▸ ACTIVITY: Could you count the lines in the entries beneath that hold the word "Result"? Respond with the number alone.

▸ MATERIAL PROVIDED:
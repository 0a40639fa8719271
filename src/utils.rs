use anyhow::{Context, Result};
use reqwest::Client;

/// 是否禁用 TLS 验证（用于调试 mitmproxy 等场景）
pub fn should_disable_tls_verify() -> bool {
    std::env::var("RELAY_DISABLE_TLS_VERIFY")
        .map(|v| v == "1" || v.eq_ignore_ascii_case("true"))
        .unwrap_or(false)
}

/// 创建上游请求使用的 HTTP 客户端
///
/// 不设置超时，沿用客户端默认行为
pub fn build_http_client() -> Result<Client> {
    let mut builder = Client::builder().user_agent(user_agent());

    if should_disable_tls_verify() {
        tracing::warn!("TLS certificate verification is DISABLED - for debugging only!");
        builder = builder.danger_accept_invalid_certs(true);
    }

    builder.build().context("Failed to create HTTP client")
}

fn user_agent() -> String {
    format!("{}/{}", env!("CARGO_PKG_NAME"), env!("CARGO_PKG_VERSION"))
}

==

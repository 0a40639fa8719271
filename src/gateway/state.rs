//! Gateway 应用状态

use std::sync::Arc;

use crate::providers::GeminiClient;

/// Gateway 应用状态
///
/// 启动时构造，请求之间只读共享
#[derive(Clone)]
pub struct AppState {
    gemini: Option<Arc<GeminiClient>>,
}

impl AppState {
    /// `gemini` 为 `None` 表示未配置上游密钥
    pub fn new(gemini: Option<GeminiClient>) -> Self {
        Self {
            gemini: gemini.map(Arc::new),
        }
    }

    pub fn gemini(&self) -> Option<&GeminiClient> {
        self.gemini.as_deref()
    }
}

▸ EXERCISE SOLUTION: 2